The story was no different in Akron, where scouting was seen as an important part of youth programming—offering healthy outdoor group activities and training that kept young people engaged and involved in their local communities. In 1915, Goodyear Heights had been opened to Goodyear workers and their families, and hundreds of new homes were being built for its employees. It wasn’t long before the company realized it was important to support activities for the neighborhood, which was almost becoming a small village of its own. In addition to supporting the push for a school building, it also helped organize music and reading activities, sports events and even gardening programs.
Scouting was among the most popular programs for young boys at that time, and Goodyear was quick to support it. With membership growing, the company committed to building a new Scouting Lodge on Goodyear Boulevard, on the small “town square” where it intersected with Pioneer Street and Malasia Road. Warren Manning, the landscape architect who designed Goodyear Heights, had planned for that spot to serve just this type of purpose. With its rustic and quaint associations, the Tudor Revival style was chosen for the lodge, mimicking the look of Frank Seiberling’s own majestic home, Stan Hywet.
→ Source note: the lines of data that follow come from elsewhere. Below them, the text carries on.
// =============================================================================
// Error taxonomy for the exchange boundary and the order pipeline
// =============================================================================
//
// Every adapter call returns `Result<T, ExchangeError>`. Vendor payloads are
// normalized into this taxonomy at the adapter; nothing above it inspects raw
// HTTP responses. The order pipeline itself does not use errors for refusals:
// a guard or sizing stage that declines an order returns `Refusal`, which is
// expected control flow and logged at most once per occurrence.
// =============================================================================

use thiserror::Error;

/// Normalized exchange failure classes.
#[derive(Debug, Error)]
pub enum ExchangeError {
    /// A 4xx-class response carrying a vendor error code (e.g. -1106, -4046).
    #[error("exchange client error {code} (http {status}): {message}")]
    Client {
        code: i64,
        status: u16,
        message: String,
    },

    /// A 5xx-class response with no actionable code.
    #[error("exchange server error: {0}")]
    Server(String),

    /// Connectivity failure: DNS, connect, timeout, broken transfer.
    #[error("network error: {0}")]
    Network(String),

    /// Rate-limit ban (HTTP 418/429 or code -1003). `until_epoch` is the
    /// parsed unban time in UNIX seconds, already buffered.
    #[error("rate limited until epoch {until_epoch:.0}: {message}")]
    Ban { until_epoch: f64, message: String },
}

impl ExchangeError {
    pub fn network(msg: impl Into<String>) -> Self {
        Self::Network(msg.into())
    }

    pub fn is_network(&self) -> bool {
        matches!(self, Self::Network(_))
    }

    pub fn is_ban(&self) -> bool {
        matches!(self, Self::Ban { .. })
    }

    /// Vendor error code when present.
    pub fn code(&self) -> Option<i64> {
        match self {
            Self::Client { code, .. } => Some(*code),
            _ => None,
        }
    }

    /// True when the message (or code) indicates request-frequency pressure
    /// that warrants an inline retry of an order submission.
    pub fn is_rate_pressure(&self) -> bool {
        if self.is_ban() {
            return true;
        }
        let text = self.to_string().to_ascii_lowercase();
        const TOKENS: &[&str] = &[
            "too frequent",
            "-1003",
            "frequency",
            "rate limit",
            "request too many",
            "too many requests",
        ];
        TOKENS.iter().any(|t| text.contains(t))
    }
}

pub type ExchangeResult<T> = Result<T, ExchangeError>;

// =============================================================================
// Pipeline refusals
// =============================================================================

/// Why the order pipeline declined to submit. These are expected outcomes,
/// not faults; each carries enough context for a single log line.
#[derive(Debug, Clone, PartialEq)]
pub enum Refusal {
    /// A second order with the same signature in the same bar.
    BarGuard,
    /// The per-engine copy of the bar guard tripped.
    BarGuardLocal,
    /// An identical attempt is still pending for this (symbol, side).
    PendingAttempt,
    /// A recent successful order with this signature is inside the guard
    /// window. Carries the remaining seconds.
    SignatureGuard { remaining: f64 },
    /// A ledger entry with this signature was created moments ago and the
    /// exchange still reports the side live.
    DuplicatePendingFill,
    /// The indicator flipped sides too recently.
    FlipCooldown { remaining: f64 },
    /// The same-direction signal has not repeated enough bars yet.
    AwaitingConfirmation { seen: u32, required: u32 },
    /// Opposite exposure could not be flattened before opening.
    ConflictResidual,
    /// Sizing could not produce a legal quantity.
    Sizing(String),
    /// Margin type or leverage could not be aligned before the order.
    MarginMode(String),
    /// The opposite side is live and one-way add-only blocks the open.
    AddOnlyBlocked,
    /// The risk coordinator denied the open.
    RiskDenied,
    /// The engine is stopping; orders originated before the stop are dropped.
    Stopping,
}

impl std::fmt::Display for Refusal {
    fn fmt(&self, f: &mut std::fmt::Formatter<'_>) -> std::fmt::Result {
        match self {
            Self::BarGuard => write!(f, "bar guard: order already placed this bar"),
            Self::BarGuardLocal => write!(f, "bar guard (engine): order already placed this bar"),
            Self::PendingAttempt => write!(f, "pending attempt still open"),
            Self::SignatureGuard { remaining } => {
                write!(f, "signature guard: wait {remaining:.1}s")
            }
            Self::DuplicatePendingFill => write!(f, "duplicate pending fill"),
            Self::FlipCooldown { remaining } => write!(f, "flip cooldown: wait {remaining:.1}s"),
            Self::AwaitingConfirmation { seen, required } => {
                write!(f, "confirmation {seen}/{required} bars")
            }
            Self::ConflictResidual => write!(f, "opposite exposure still live"),
            Self::Sizing(msg) => write!(f, "sizing blocked: {msg}"),
            Self::MarginMode(msg) => write!(f, "margin mode: {msg}"),
            Self::AddOnlyBlocked => write!(f, "opposite open blocked (one-way add-only)"),
            Self::RiskDenied => write!(f, "risk coordinator denied open"),
            Self::Stopping => write!(f, "engine stopping"),
        }
    }
}
// =============================================================================
// Williams %R — momentum oscillator in [-100, 0]
// =============================================================================
//
//   %R = (HighestHigh(n) - Close) / (HighestHigh(n) - LowestLow(n)) * -100
// =============================================================================

use crate::market::klines::Kline;

/// Williams %R series over `period` bars. A degenerate window (flat range)
/// reads -50.
pub fn willr(klines: &[Kline], period: usize) -> Vec<f64> {
    if period == 0 || klines.len() < period {
        return Vec::new();
    }
    let mut out = Vec::with_capacity(klines.len() - period + 1);
    for window in klines.windows(period) {
        let highest = window.iter().map(|k| k.high).fold(f64::MIN, f64::max);
        let lowest = window.iter().map(|k| k.low).fold(f64::MAX, f64::min);
        let close = window[window.len() - 1].close;
        let range = highest - lowest;
        let value = if range.abs() < f64::EPSILON {
            -50.0
        } else {
            (highest - close) / range * -100.0
        };
        out.push(value);
    }
    out
}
Completed in 1915, the original lodge featured a brick first story and an upper level with the stucco and half-timber work typically found in Tudor Revival structures. Combined with banded windows, decorative cross-banding on the timberwork, finials at the top of the roof gables and a tall, sweeping slate roof, the new lodge checked all the boxes when it came to being picturesque. It fit in well with the surrounding homes, which used many of the same materials and which were based on cottage-like English house forms. Inside, the building featured plenty of room for group activities as well as a large and inviting fireplace—a true requisite for any scout lodge.
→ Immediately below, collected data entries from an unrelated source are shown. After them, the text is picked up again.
// =============================================================================
// Leg Ledger — in-memory ownership of every open entry
// =============================================================================
//
// The ledger is the single owner of open-exposure state. Two denormalized
// indexes are rebuilt atomically with it under the same mutex:
//
//   TradeBook   (symbol, interval, indicator, side) -> ledger_id -> slice
//               The source of truth for "does indicator X own a leg here?".
//   LedgerIndex ledger_id -> LegKey, for O(1) lookups during scoped closes.
//
// IndicatorMemory (cooldown timestamps, confirmation streaks) lives under the
// same lock because append/remove must update it in the same critical
// section. No references point back; everything is keyed.
//
// Entries are only created on an exchange ack and only destroyed on a close
// ack or a reconciliation that observed a flat position. All mutations are
// total-ordered by the ledger mutex; nothing here suspends.
// =============================================================================

use std::collections::{HashMap, HashSet};
use std::sync::Arc;

use parking_lot::Mutex;
use serde::{Deserialize, Serialize};
use tracing::{debug, info, warn};
use uuid::Uuid;

use crate::exchange::flat_epsilon;
use crate::journal::TradeJournal;
use crate::types::{epoch_secs, Side};

/// Identity of a leg: all exposure for one (symbol, interval, side).
#[derive(Debug, Clone, PartialEq, Eq, Hash, Serialize, Deserialize)]
pub struct LegKey {
    pub symbol: String,
    pub interval: String,
    pub side: Side,
}

impl LegKey {
    pub fn new(symbol: &str, interval: &str, side: Side) -> Self {
        Self {
            symbol: symbol.to_ascii_uppercase(),
            interval: interval.to_string(),
            side,
        }
    }
}

impl std::fmt::Display for LegKey {
    fn fmt(&self, f: &mut std::fmt::Formatter<'_>) -> std::fmt::Result {
        write!(f, "{}@{}/{}", self.symbol, self.interval, self.side)
    }
}

/// A single contributory position inside a leg, provenance-tagged by the
/// indicator signature that triggered it.
#[derive(Debug, Clone, Serialize, Deserialize)]
pub struct Entry {
    pub ledger_id: String,
    pub qty: f64,
    pub entry_price: f64,
    pub leverage: u32,
    pub margin_usdt: f64,
    /// Sorted lowercase indicator tokens plus a `slotN` suffix.
    pub trigger_signature: Vec<String>,
    /// Canonical indicator identities responsible for this entry.
    pub indicator_keys: Vec<String>,
    pub timestamp: f64,
    #[serde(default)]
    pub fees_usdt: Option<f64>,
    #[serde(default)]
    pub entry_realized_usdt: Option<f64>,
}

impl Entry {
    pub fn new_id() -> String {
        Uuid::new_v4().to_string()
    }

    /// Signature without slot suffixes, for duplicate comparison.
    pub fn signature_without_slots(&self) -> Vec<String> {
        let mut tokens: Vec<String> = self
            .trigger_signature
            .iter()
            .filter(|t| !t.starts_with("slot"))
            .cloned()
            .collect();
        tokens.sort();
        tokens
    }
}

/// Aggregated view of one leg.
#[derive(Debug, Clone, Default, Serialize, Deserialize)]
pub struct Leg {
    pub qty_total: f64,
    pub entry_price_vwap: f64,
    pub margin_total: f64,
    pub entries: Vec<Entry>,
    pub last_update: f64,
}

impl Leg {
    fn rebuild_totals(&mut self) {
        self.qty_total = self.entries.iter().map(|e| e.qty).sum();
        self.margin_total = self.entries.iter().map(|e| e.margin_usdt).sum();
        self.entry_price_vwap = if self.qty_total > 0.0 {
            self.entries
                .iter()
                .map(|e| e.qty * e.entry_price)
                .sum::<f64>()
                / self.qty_total
        } else {
            0.0
        };
        self.last_update = epoch_secs();
    }
}

/// One TradeBook slice: the portion of an entry owned by an indicator.
#[derive(Debug, Clone, Serialize, Deserialize)]
pub struct BookSlice {
    pub qty: f64,
    pub timestamp: f64,
    pub entry_price: f64,
    pub margin_usdt: f64,
}

type BookKey = (String, String, String, Side);

/// An opposite-side conflict discovered while appending an entry. The flip
/// resolver consumes these and performs the actual closes.
#[derive(Debug, Clone, PartialEq, Eq)]
pub struct ConflictRef {
    pub indicator: String,
    pub leg_key: LegKey,
    pub ledger_ids: Vec<String>,
}

/// Per-indicator streak used for N-bar confirmation.
#[derive(Debug, Clone, Copy)]
struct SignalStreak {
    side: Side,
    count: u32,
    started_at: f64,
}

#[derive(Default)]
struct LedgerInner {
    legs: HashMap<LegKey, Leg>,
    trade_book: HashMap<BookKey, HashMap<String, BookSlice>>,
    index: HashMap<String, LegKey>,
    /// (symbol, interval, indicator) -> last action side + timestamp.
    last_action: HashMap<(String, String, String), (Side, f64)>,
    signal_streaks: HashMap<(String, String, String), SignalStreak>,
}

/// The ledger service. All public operations are atomic under one mutex;
/// journal lines are written inside the same critical section so the
/// on-disk order matches the mutation order.
pub struct LegLedger {
    inner: Mutex<LedgerInner>,
    journal: Option<Arc<TradeJournal>>,
}
// =============================================================================
// Supertrend — ATR-banded trend line
// =============================================================================
//
//   basic_upper = (H + L) / 2 + mult * ATR
//   basic_lower = (H + L) / 2 - mult * ATR
//
// The final bands ratchet: an upper band may only move down while price
// closes below it, a lower band only up while price closes above it. The
// supertrend line flips between the two when price crosses the active band;
// price above the line means uptrend.
// =============================================================================

use super::atr::atr;
use crate::market::klines::Kline;

/// Supertrend line series, tail-aligned with the input.
pub fn supertrend(klines: &[Kline], atr_period: usize, multiplier: f64) -> Vec<f64> {
    let atr_series = atr(klines, atr_period);
    if atr_series.is_empty() {
        return Vec::new();
    }
    let offset = klines.len() - atr_series.len();

    let mut line = Vec::with_capacity(atr_series.len());
    let mut final_upper = f64::MAX;
    let mut final_lower = f64::MIN;
    let mut uptrend = true;

    for (i, &atr_val) in atr_series.iter().enumerate() {
        let k = &klines[offset + i];
        let mid = (k.high + k.low) / 2.0;
        let basic_upper = mid + multiplier * atr_val;
        let basic_lower = mid - multiplier * atr_val;
        let prev_close = if offset + i > 0 {
            klines[offset + i - 1].close
        } else {
            k.close
        };

        // Band ratchet.
        final_upper = if basic_upper < final_upper || prev_close > final_upper {
            basic_upper
        } else {
            final_upper
        };
        final_lower = if basic_lower > final_lower || prev_close < final_lower {
            basic_lower
        } else {
            final_lower
        };

        uptrend = if uptrend {
            k.close >= final_lower
        } else {
            k.close > final_upper
        };

        line.push(if uptrend { final_lower } else { final_upper });
    }
    line
}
As Goodyear Heights continued to expand over the following decades, the need for more space became apparent, and an even larger addition was built next to the original. Strangely enough, the two buildings were never connected, as the 1915 structure became more devoted to administrative and small group needs and the larger building became the center for larger group activities. Completed in 1942, the new lodge maintained the Tudor Revival styling of the original, but provided much more room, including an unexpected and impressive two-story “Great Hall” on the upper floor.
Over the Years, Goodyear strongly supported the Boy Scout programs here, even offering specialized training in navigation and aeronautics—a natural fit due to the company’s involvement in lighter-than-air flight and zeppelin construction. The lodges continued to be used by the Boy Scouts up until the 1980s, but eventually the buildings became vacant and were sold to Goodyear Heights Presbyterian Church across the street. After acquisition, the church made the original lodge available to Good Neighbors as a food distribution center, which continues to operate to this day. The newer building has served many roles over the past few decades, as a church youth center and also as a home to some small church congregations.
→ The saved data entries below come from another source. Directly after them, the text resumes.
// =============================================================================
// Klines — candle type, custom-interval resampling, TTL cache with
// ban-fallback serving
// =============================================================================
//
// Cache entries are keyed by (symbol, interval, limit) and live for
// min(interval * 0.9, 3600) seconds. While a REST ban is active a stale copy
// is served instead of hitting the exchange; the strategy loop keeps running
// on old data rather than stalling.
//
// Custom intervals (labels the exchange does not serve natively) are
// resampled from the largest native divisor of at least one minute.
// =============================================================================

use std::collections::HashMap;
use std::time::Duration;

use parking_lot::Mutex;
use serde::{Deserialize, Serialize};
use tracing::{debug, warn};

use crate::error::{ExchangeError, ExchangeResult};
use crate::exchange::ExchangeAdapter;
use crate::types::{epoch_ms, epoch_secs, Interval};

/// One candle. Times are UNIX milliseconds.
#[derive(Debug, Clone, Copy, PartialEq, Serialize, Deserialize)]
pub struct Kline {
    pub open_time: i64,
    pub open: f64,
    pub high: f64,
    pub low: f64,
    pub close: f64,
    pub volume: f64,
    pub close_time: i64,
}

/// Close column, the input most indicators consume.
pub fn closes(klines: &[Kline]) -> Vec<f64> {
    klines.iter().map(|k| k.close).collect()
}

// =============================================================================
// Resampling
// =============================================================================

/// Aggregate native candles into `target`-sized bins aligned to the target
/// duration grid: open = first, high = max, low = min, close = last,
/// volume = sum. Input must be ordered by open_time.
pub fn resample(klines: &[Kline], target: &Interval) -> Vec<Kline> {
    let bin_ms = (target.seconds() * 1000) as i64;
    if bin_ms <= 0 || klines.is_empty() {
        return Vec::new();
    }

    let mut out: Vec<Kline> = Vec::new();
    for k in klines {
        let bin_start = (k.open_time / bin_ms) * bin_ms;
        match out.last_mut() {
            Some(current) if current.open_time == bin_start => {
                current.high = current.high.max(k.high);
                current.low = current.low.min(k.low);
                current.close = k.close;
                current.volume += k.volume;
                current.close_time = current.close_time.max(k.close_time);
            }
            _ => out.push(Kline {
                open_time: bin_start,
                open: k.open,
                high: k.high,
                low: k.low,
                close: k.close,
                volume: k.volume,
                close_time: bin_start + bin_ms - 1,
            }),
        }
    }
    out
}

// =============================================================================
// Cache
// =============================================================================

/// Cache TTL for an interval: nine tenths of the bar, capped at an hour,
/// floored at one second.
fn ttl_secs(interval: &Interval) -> f64 {
    (interval.seconds_f64() * 0.9).min(3600.0).max(1.0)
}

struct CacheEntry {
    klines: Vec<Kline>,
    fetched_at: f64,
}

/// TTL kline cache over an `ExchangeAdapter`.
pub struct KlineCache {
    entries: Mutex<HashMap<(String, String, u32), CacheEntry>>,
    last_ban_log: Mutex<f64>,
}

impl KlineCache {
    pub fn new() -> Self {
        Self {
            entries: Mutex::new(HashMap::new()),
            last_ban_log: Mutex::new(0.0),
        }
    }

    /// Fetch klines, serving from cache while fresh and from a stale copy
    /// while banned. Network failures surface as `ExchangeError::Network`
    /// after the adapter has updated its connectivity counters.
    pub async fn fetch(
        &self,
        adapter: &dyn ExchangeAdapter,
        symbol: &str,
        interval: &Interval,
        limit: u32,
    ) -> ExchangeResult<Vec<Kline>> {
        let key = (symbol.to_string(), interval.as_str().to_string(), limit);
        let ttl = ttl_secs(interval);
        let now = epoch_secs();

        let stale: Option<Vec<Kline>> = {
            let entries = self.entries.lock();
            match entries.get(&key) {
                Some(entry) if now - entry.fetched_at < ttl => {
                    return Ok(entry.klines.clone());
                }
                Some(entry) => Some(entry.klines.clone()),
                None => None,
            }
        };

        let ban_remaining = adapter.ban_remaining();
        if ban_remaining > 0.0 {
            if let Some(cached) = stale {
                self.log_ban_throttled(symbol, interval, ban_remaining);
                return Ok(cached);
            }
        }

        let fresh = if interval.is_native() {
            self.fetch_native(adapter, symbol, interval, limit, stale.as_deref())
                .await?
        } else {
            self.fetch_custom(adapter, symbol, interval, limit).await?
        };

        self.entries.lock().insert(
            key,
            CacheEntry {
                klines: fresh.clone(),
                fetched_at: epoch_secs(),
            },
        );
        Ok(fresh)
    }

    /// Native interval: direct fetch with up to 5 retries across short ban
    /// waits. A ban with a stale copy on hand serves the stale copy instead.
    async fn fetch_native(
        &self,
        adapter: &dyn ExchangeAdapter,
        symbol: &str,
        interval: &Interval,
        limit: u32,
        stale: Option<&[Kline]>,
    ) -> ExchangeResult<Vec<Kline>> {
        let mut attempt = 0u32;
        loop {
            attempt += 1;
            match adapter.get_klines(symbol, interval, limit).await {
                Ok(klines) => return Ok(klines),
                Err(ExchangeError::Ban { until_epoch, message }) => {
                    if let Some(cached) = stale {
                        self.log_ban_throttled(symbol, interval, until_epoch - epoch_secs());
                        return Ok(cached.to_vec());
                    }
                    if attempt >= 5 {
                        return Err(ExchangeError::Ban { until_epoch, message });
                    }
                    let wait = (until_epoch - epoch_secs()).clamp(1.0, 5.0);
                    tokio::time::sleep(Duration::from_secs_f64(wait)).await;
                }
                Err(err) => return Err(err),
            }
        }
    }

    /// Custom interval: fetch the largest native divisor over twice the
    /// requested span, resample, and trim to `limit`.
    async fn fetch_custom(
        &self,
        adapter: &dyn ExchangeAdapter,
        symbol: &str,
        interval: &Interval,
        limit: u32,
    ) -> ExchangeResult<Vec<Kline>> {
        let base = interval.native_divisor().ok_or_else(|| ExchangeError::Client {
            code: 0,
            status: 400,
            message: format!("unsupported sub-minute interval '{interval}'"),
        })?;

        let span_ms = (interval.seconds() * 1000) as i64 * limit.max(1) as i64;
        let end_ms = epoch_ms() as i64;
        let start_ms = end_ms - span_ms * 2;
        let fetch_limit = limit.max(1) * 2;

        let raw = adapter
            .get_klines_range(symbol, &base, start_ms, end_ms, fetch_limit)
            .await?;
        if raw.is_empty() {
            return Err(ExchangeError::Server(format!(
                "no kline data returned for interval '{interval}'"
            )));
        }

        let mut resampled = resample(&raw, interval);
        if resampled.len() > limit as usize {
            resampled.drain(..resampled.len() - limit as usize);
        }
        debug!(
            symbol,
            interval = %interval,
            base = %base,
            bars = resampled.len(),
            "custom interval resampled"
        );
        Ok(resampled)
    }

    /// One warn line per 15 s window while serving stale data under a ban.
    fn log_ban_throttled(&self, symbol: &str, interval: &Interval, remaining: f64) {
        let mut last = self.last_ban_log.lock();
        let now = epoch_secs();
        if now - *last > 15.0 {
            *last = now;
            warn!(
                symbol,
                interval = %interval,
                remaining = format!("{remaining:.0}s"),
                "REST ban active; serving cached klines"
            );
        }
    }
}

impl Default for KlineCache {
    fn default() -> Self {
        Self::new()
    }
}

impl std::fmt::Debug for KlineCache {
    fn fmt(&self, f: &mut std::fmt::Formatter<'_>) -> std::fmt::Result {
        f.debug_struct("KlineCache")
            .field("entries", &self.entries.lock().len())
            .finish()
    }
}

// =============================================================================
// Unit Tests
// =============================================================================
#[cfg(test)]
mod tests {
    use super::*;
    use crate::testutil::MockExchange;

    fn candle(open_time: i64, o: f64, h: f64, l: f64, c: f64, v: f64) -> Kline {
        Kline {
            open_time,
            open: o,
            high: h,
            low: l,
            close: c,
            volume: v,
            close_time: open_time + 59_999,
        }
    }

    #[test]
    fn ttl_bounds() {
        assert!((ttl_secs(&Interval::parse("1m").unwrap()) - 54.0).abs() < 1e-9);
        assert_eq!(ttl_secs(&Interval::parse("1d").unwrap()), 3600.0);
    }

    #[test]
    fn resample_two_minute_bins() {
        let target = Interval::parse("2m").unwrap();
        let m = 60_000i64;
        let raw = vec![
            candle(0, 10.0, 12.0, 9.0, 11.0, 1.0),
            candle(m, 11.0, 13.0, 10.0, 12.0, 2.0),
            candle(2 * m, 12.0, 12.5, 11.0, 11.5, 3.0),
            candle(3 * m, 11.5, 14.0, 11.0, 13.0, 4.0),
        ];
        let out = resample(&raw, &target);
        assert_eq!(out.len(), 2);

        // First bin: candles at 0 and 60 000.
        assert_eq!(out[0].open_time, 0);
        assert!((out[0].open - 10.0).abs() < 1e-12);
        assert!((out[0].high - 13.0).abs() < 1e-12);
        assert!((out[0].low - 9.0).abs() < 1e-12);
        assert!((out[0].close - 12.0).abs() < 1e-12);
        assert!((out[0].volume - 3.0).abs() < 1e-12);
        assert_eq!(out[0].close_time, 2 * m - 1);

        // Second bin.
        assert_eq!(out[1].open_time, 2 * m);
        assert!((out[1].high - 14.0).abs() < 1e-12);
        assert!((out[1].volume - 7.0).abs() < 1e-12);
    }

    #[test]
    fn resample_empty() {
        assert!(resample(&[], &Interval::parse("2m").unwrap()).is_empty());
    }

    #[tokio::test]
    async fn cache_serves_fresh_copy_within_ttl() {
        let mock = MockExchange::new();
        mock.set_klines(vec![candle(0, 1.0, 2.0, 0.5, 1.5, 10.0)]);
        let cache = KlineCache::new();
        let iv = Interval::parse("1m").unwrap();

        let first = cache.fetch(&mock, "BTCUSDT", &iv, 100).await.unwrap();
        // Change what the adapter would serve; cache must still return the
        // original frame inside the TTL.
        mock.set_klines(vec![candle(60_000, 9.0, 9.0, 9.0, 9.0, 1.0)]);
        let second = cache.fetch(&mock, "BTCUSDT", &iv, 100).await.unwrap();
        assert_eq!(first, second);
        assert_eq!(mock.kline_fetches(), 1);
    }

    #[tokio::test]
    async fn cache_rejects_sub_minute_custom() {
        let mock = MockExchange::new();
        let cache = KlineCache::new();
        let iv = Interval::parse("30s").unwrap();
        let err = cache.fetch(&mock, "BTCUSDT", &iv, 10).await.unwrap_err();
        assert!(err.to_string().contains("sub-minute"));
    }

    #[tokio::test]
    async fn cache_serves_stale_during_ban() {
        let mock = MockExchange::new();
        mock.set_klines(vec![candle(0, 1.0, 2.0, 0.5, 1.5, 10.0)]);
        let cache = KlineCache::new();
        let iv = Interval::parse("1m").unwrap();

        let first = cache.fetch(&mock, "BTCUSDT", &iv, 100).await.unwrap();
        // Expire the entry manually, then activate a ban: the stale copy must
        // be served without touching the adapter again.
        {
            let mut entries = cache.entries.lock();
            for entry in entries.values_mut() {
                entry.fetched_at -= 3600.0;
            }
        }
        mock.set_ban_remaining(30.0);
        let second = cache.fetch(&mock, "BTCUSDT", &iv, 100).await.unwrap();
        assert_eq!(first, second);
        assert_eq!(mock.kline_fetches(), 1);
    }

    #[tokio::test]
    async fn cache_propagates_network_error() {
        let mock = MockExchange::new();
        mock.fail_next_klines_with_network(1);
        let cache = KlineCache::new();
        let iv = Interval::parse("1m").unwrap();
        let err = cache.fetch(&mock, "BTCUSDT", &iv, 100).await.unwrap_err();
        assert!(err.is_network());
    }
}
Today, both buildings serve as solid and attractive anchors for the neighborhood, and add a lot of visual interest to the surrounding streetscape, with its central park, gazebo, Gothic church and vintage commercial buildings. The scene must look very much like Frank Seiberling and Warren Manning had envisioned it over 100 years ago.
Mark Schweitzer is a lifelong resident of Akron who loves old buildings and likes to investigate Akron history. He grew up in Goodyear Heights and currently resides in The Free State of Ellet.